● **Input material**
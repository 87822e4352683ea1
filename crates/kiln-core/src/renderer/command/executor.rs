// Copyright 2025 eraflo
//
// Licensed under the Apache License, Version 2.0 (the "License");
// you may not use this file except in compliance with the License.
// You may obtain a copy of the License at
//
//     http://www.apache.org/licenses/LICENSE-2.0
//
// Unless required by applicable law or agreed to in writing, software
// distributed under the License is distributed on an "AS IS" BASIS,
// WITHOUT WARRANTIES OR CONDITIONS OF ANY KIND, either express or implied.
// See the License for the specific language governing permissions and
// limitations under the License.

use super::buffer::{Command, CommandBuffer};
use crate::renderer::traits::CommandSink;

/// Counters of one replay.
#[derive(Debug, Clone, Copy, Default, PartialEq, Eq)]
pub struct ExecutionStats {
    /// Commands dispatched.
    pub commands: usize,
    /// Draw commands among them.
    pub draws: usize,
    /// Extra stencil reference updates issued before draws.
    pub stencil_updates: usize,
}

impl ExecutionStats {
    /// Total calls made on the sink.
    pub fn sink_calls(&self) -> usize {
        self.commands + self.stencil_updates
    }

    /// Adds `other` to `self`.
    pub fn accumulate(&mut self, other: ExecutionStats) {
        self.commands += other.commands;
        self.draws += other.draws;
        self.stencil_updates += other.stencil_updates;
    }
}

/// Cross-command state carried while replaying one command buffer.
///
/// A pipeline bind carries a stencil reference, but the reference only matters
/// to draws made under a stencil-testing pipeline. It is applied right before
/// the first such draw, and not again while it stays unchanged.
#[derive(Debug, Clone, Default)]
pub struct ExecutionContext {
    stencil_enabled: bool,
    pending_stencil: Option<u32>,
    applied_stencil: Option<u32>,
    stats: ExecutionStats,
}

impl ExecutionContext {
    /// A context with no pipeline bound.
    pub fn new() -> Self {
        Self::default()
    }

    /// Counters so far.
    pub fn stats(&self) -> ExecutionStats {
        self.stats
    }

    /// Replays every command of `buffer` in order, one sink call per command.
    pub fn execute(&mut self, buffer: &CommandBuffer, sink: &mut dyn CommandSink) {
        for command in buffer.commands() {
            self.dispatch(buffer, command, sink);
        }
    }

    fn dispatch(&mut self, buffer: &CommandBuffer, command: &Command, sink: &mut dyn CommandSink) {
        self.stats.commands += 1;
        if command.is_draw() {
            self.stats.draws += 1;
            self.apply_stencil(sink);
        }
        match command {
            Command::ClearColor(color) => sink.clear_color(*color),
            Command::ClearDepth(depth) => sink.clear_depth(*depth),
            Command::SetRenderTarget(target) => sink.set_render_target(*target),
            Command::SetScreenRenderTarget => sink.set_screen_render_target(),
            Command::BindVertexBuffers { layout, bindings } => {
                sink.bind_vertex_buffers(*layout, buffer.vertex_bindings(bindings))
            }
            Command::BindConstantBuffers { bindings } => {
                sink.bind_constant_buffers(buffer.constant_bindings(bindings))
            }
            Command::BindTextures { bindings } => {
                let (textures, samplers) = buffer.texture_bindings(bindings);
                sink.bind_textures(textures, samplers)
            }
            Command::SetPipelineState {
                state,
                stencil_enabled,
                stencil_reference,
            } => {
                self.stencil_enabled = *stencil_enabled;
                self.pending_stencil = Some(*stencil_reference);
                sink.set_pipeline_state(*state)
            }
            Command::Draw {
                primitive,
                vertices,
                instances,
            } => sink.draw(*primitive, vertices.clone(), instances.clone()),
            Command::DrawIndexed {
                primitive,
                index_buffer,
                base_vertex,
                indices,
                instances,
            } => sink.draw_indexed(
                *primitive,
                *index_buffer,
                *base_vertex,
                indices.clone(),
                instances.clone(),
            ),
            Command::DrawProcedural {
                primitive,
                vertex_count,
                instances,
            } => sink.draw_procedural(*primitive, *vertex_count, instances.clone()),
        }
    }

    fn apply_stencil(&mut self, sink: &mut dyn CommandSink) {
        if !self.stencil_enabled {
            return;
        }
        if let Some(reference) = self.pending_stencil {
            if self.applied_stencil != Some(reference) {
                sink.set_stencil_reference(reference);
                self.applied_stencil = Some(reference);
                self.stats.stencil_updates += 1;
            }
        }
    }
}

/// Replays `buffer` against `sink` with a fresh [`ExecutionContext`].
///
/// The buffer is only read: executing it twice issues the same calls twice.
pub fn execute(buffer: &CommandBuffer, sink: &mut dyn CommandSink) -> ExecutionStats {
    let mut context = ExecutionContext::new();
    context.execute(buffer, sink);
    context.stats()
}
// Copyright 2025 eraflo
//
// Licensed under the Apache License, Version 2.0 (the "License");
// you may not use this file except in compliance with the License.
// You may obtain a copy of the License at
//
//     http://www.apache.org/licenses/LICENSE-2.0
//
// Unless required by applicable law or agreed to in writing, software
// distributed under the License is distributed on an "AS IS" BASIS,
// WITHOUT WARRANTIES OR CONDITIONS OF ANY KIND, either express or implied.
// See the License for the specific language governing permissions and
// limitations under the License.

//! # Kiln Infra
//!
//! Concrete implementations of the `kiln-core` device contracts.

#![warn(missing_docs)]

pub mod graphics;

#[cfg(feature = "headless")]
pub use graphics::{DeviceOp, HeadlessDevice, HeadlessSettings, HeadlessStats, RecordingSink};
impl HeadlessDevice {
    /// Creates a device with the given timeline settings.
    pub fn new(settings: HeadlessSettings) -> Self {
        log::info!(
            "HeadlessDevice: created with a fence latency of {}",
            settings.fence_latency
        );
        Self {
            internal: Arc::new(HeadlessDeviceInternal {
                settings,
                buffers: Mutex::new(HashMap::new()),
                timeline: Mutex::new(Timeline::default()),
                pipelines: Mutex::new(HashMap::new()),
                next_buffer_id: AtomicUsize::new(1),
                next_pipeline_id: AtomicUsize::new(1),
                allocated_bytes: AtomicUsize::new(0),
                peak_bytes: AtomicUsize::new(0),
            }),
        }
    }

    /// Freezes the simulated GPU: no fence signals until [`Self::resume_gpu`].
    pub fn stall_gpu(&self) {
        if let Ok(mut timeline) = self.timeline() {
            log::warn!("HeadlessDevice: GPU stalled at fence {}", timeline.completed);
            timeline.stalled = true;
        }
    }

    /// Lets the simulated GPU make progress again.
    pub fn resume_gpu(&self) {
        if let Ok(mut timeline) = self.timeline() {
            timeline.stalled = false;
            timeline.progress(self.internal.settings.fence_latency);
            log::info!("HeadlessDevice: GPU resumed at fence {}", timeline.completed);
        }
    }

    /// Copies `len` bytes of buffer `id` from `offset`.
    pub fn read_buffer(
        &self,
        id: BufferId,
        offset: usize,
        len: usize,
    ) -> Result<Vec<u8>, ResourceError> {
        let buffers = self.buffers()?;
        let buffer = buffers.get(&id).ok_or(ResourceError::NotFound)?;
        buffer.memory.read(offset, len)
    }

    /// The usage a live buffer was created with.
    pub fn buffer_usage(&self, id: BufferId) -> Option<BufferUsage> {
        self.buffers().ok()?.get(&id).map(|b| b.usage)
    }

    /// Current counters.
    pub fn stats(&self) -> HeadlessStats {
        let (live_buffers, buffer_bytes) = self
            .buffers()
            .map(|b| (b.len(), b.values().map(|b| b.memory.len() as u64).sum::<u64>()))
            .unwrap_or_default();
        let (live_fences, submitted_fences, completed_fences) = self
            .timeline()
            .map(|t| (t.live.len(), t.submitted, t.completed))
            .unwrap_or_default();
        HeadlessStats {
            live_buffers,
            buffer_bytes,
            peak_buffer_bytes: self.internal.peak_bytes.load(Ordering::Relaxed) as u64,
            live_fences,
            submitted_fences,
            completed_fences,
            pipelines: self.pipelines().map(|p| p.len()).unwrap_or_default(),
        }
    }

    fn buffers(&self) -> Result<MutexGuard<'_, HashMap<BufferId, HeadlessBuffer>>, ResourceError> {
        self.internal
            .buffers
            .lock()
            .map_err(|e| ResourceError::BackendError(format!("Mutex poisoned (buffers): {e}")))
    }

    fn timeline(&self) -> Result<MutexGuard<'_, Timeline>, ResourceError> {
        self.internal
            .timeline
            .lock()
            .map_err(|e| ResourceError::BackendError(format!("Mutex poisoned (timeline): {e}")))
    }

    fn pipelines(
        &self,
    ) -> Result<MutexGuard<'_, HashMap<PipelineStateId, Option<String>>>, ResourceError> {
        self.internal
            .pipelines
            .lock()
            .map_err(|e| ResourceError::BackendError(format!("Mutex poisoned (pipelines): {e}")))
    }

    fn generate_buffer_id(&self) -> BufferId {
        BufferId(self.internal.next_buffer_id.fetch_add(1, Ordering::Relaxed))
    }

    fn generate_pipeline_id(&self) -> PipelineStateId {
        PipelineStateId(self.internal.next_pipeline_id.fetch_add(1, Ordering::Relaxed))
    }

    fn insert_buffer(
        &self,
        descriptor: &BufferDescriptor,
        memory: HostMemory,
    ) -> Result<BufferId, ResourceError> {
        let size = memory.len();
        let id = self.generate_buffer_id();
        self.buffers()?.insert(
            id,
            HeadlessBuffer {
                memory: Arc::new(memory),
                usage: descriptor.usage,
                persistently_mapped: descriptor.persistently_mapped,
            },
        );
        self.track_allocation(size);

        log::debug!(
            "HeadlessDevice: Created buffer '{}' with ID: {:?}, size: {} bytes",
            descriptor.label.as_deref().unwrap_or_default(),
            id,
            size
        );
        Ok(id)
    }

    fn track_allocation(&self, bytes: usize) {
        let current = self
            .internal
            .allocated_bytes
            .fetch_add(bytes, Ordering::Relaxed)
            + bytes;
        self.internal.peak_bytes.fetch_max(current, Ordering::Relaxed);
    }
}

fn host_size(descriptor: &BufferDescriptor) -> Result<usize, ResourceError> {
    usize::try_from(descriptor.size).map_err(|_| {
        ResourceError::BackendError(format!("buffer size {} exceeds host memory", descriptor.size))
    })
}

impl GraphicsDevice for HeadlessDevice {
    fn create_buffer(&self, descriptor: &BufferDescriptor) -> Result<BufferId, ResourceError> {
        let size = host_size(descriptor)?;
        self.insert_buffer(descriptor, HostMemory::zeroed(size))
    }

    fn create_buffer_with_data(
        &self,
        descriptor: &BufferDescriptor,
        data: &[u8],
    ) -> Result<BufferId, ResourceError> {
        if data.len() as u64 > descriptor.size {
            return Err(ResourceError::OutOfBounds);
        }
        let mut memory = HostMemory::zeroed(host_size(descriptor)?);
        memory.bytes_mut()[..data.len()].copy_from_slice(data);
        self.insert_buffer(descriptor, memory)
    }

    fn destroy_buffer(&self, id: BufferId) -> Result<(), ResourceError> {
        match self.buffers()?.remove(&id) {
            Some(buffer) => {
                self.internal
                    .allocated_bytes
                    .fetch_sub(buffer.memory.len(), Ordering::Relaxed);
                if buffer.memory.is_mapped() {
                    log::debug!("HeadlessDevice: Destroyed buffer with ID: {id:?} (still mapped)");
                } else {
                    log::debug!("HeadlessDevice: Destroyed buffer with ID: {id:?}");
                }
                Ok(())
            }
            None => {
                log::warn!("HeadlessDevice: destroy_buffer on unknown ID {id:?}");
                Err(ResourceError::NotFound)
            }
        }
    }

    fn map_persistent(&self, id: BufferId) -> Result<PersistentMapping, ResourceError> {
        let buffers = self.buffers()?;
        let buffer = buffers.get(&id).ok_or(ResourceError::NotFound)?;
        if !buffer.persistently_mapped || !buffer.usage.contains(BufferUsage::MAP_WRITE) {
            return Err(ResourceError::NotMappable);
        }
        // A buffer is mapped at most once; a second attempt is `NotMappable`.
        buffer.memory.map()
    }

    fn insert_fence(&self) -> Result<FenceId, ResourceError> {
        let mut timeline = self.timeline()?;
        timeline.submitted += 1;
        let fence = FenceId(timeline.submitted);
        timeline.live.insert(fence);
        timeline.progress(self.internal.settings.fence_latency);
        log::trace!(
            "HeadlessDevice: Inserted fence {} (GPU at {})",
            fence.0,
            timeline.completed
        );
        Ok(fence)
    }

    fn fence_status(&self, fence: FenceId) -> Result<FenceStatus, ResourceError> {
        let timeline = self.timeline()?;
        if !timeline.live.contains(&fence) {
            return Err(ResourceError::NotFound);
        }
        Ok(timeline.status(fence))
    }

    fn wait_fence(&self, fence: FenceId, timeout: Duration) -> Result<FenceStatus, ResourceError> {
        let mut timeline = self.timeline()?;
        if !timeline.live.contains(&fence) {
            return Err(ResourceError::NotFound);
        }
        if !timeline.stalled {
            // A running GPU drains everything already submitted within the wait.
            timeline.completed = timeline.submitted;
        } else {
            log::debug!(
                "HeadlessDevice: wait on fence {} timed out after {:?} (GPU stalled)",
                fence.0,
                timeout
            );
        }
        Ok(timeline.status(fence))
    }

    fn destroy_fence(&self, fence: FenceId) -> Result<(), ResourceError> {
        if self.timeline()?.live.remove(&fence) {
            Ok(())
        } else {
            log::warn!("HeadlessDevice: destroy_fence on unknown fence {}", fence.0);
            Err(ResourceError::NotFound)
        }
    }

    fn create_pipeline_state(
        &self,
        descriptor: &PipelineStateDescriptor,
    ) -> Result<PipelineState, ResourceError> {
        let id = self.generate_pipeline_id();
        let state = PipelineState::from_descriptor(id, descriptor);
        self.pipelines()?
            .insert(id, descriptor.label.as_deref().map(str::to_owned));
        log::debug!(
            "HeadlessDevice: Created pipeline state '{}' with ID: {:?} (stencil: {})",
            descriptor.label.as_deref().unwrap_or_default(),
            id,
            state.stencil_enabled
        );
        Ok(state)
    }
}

● **Aim of the exercise**
When you reach the line that contains "#[derive(Debug, Clone, Copy, Default, PartialEq, Eq)]", stop; that line and every line before it, from the very first line of the data, should be restated word for word.

● **Answer for the task**
repository 87822e4352683ea1
filename crates/kiln-core/src/renderer/command/executor.rs
// Copyright 2025 eraflo
//
// Licensed under the Apache License, Version 2.0 (the "License");
// you may not use this file except in compliance with the License.
// You may obtain a copy of the License at
//
//     http://www.apache.org/licenses/LICENSE-2.0
//
// Unless required by applicable law or agreed to in writing, software
// distributed under the License is distributed on an "AS IS" BASIS,
// WITHOUT WARRANTIES OR CONDITIONS OF ANY KIND, either express or implied.
// See the License for the specific language governing permissions and
// limitations under the License.

use super::buffer::{Command, CommandBuffer};
use crate::renderer::traits::CommandSink;

/// Counters of one replay.
#[derive(Debug, Clone, Copy, Default, PartialEq, Eq)]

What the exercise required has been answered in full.